另一个猪头贵公子脸肿的几乎看不见眼睛,可眼中依然精光四射“无辜殴打藩国官员是大罪只要我们把事情闹大了,宜都王和齐王都会震怒,若是朝廷官员可以肆意殴打羞辱藩国官员,这藩国究竟是藩王的地盘还是朝廷的地盘这事万万不能容许大缙朝所有王侯都会站在我们这一边。有两百余个王侯支持我们,胡问静必死无疑”
他冷笑着“我们也完成了齐王殿下对我们的嘱托,顺利的干掉了胡问静,正好一举两得。

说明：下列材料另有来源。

pub mod validate;

pub use validate::ValidatedJson;
//! Configuration error types

use thiserror::Error;

/// Configuration error types
#[derive(Debug, Error)]
pub enum ConfigError {
    /// Configuration file not found
    #[error("Configuration file not found: {0}")]
    FileNotFound(String),

    /// Failed to parse configuration
    #[error("Failed to parse configuration: {0}")]
    ParseError(String),

    /// Validation error with field and message
    #[error("Validation error: {field} - {message}")]
    ValidationError {
        /// The field that failed validation
        field: String,
        /// The validation error message
        message: String,
    },

    /// Environment variable error
    #[error("Environment variable error: {0}")]
    EnvVarError(String),

    /// Mutual exclusivity error
    #[error("Mutual exclusivity error: {0}")]
    MutualExclusivityError(String),

    /// Generic configuration error from config crate
    #[error("Configuration error: {0}")]
    Other(#[from] config::ConfigError),
}

impl ConfigError {
    /// Create a new validation error
    pub fn validation<S: Into<String>>(field: S, message: S) -> Self {
        ConfigError::ValidationError {
            field: field.into(),
            message: message.into(),
        }
    }

    /// Create a new mutual exclusivity error
    pub fn mutual_exclusivity<S: Into<String>>(message: S) -> Self {
        ConfigError::MutualExclusivityError(message.into())
    }
}
//! Secondary-store role service.

use tracing::info;

use crate::error::{AppError, AppResult};
use crate::models::OracleRoleRow;
use crate::repositories::OracleRoleRepository;

const ENTITY: &str = "oracle role";

/// Secondary-store role service over the `oracle_users_role` table.
#[derive(Clone)]
pub struct OracleRoleService {
    repo: OracleRoleRepository,
}

impl OracleRoleService {
    pub fn new(repo: OracleRoleRepository) -> Self {
        Self { repo }
    }

    /// Lists all roles ordered by ascending id.
    pub async fn list_roles(&self) -> AppResult<Vec<OracleRoleRow>> {
        self.repo.list_all().await
    }

    /// Gets a role by id, or `NotFound`.
    pub async fn get_role(&self, id: i64) -> AppResult<OracleRoleRow> {
        self.repo
            .find_by_id(id)
            .await?
            .ok_or_else(|| AppError::not_found(ENTITY, id))
    }

    /// Creates a role; the store generates the id.
    pub async fn create_role(
        &self,
        name: Option<&str>,
        description: Option<&str>,
    ) -> AppResult<()> {
        info!(?name, "creating oracle role via SQL");
        self.repo.insert(name, description).await?;
        Ok(())
    }

    /// Updates a role, or `NotFound` when the id is absent.
    pub async fn update_role(
        &self,
        id: i64,
        name: Option<&str>,
        description: Option<&str>,
    ) -> AppResult<()> {
        info!(id, "updating oracle role via SQL");
        let affected = self.repo.update(id, name, description).await?;
        if affected == 0 {
            return Err(AppError::not_found(ENTITY, id));
        }
        Ok(())
    }

    /// Deletes a role, or `NotFound` when the id is absent.
    pub async fn delete_role(&self, id: i64) -> AppResult<()> {
        info!(id, "deleting oracle role");
        let affected = self.repo.delete(id).await?;
        if affected == 0 {
            return Err(AppError::not_found(ENTITY, id));
        }
        Ok(())
    }
}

”
众人点头,这是顺水推舟,把事情搞大,以此为苦肉计,抓住胡问静的把柄发难。
另一个猪头贵公子摸着自己红肿且露出青丝的脸,兴奋的道“我们都是门阀子弟,家中有人在朝为官,有无数姻亲至交,只要我们发动我们的关系网绝对可以让这件事在京城引起轰动,就算齐王殿下想要大事化小小事化了也不可得。”众人点头,胡问静那嚣张跋扈的向齐王殿下叫板的言语犹在耳边,若是不好好操作说不定齐王殿下真的就选择了牺牲苏小花和他们了,他们怎么可能让自己白白的挨打必须把这件事闹到人尽皆知,齐王殿下除了疯狂的找胡问静报复之外别无选择才行。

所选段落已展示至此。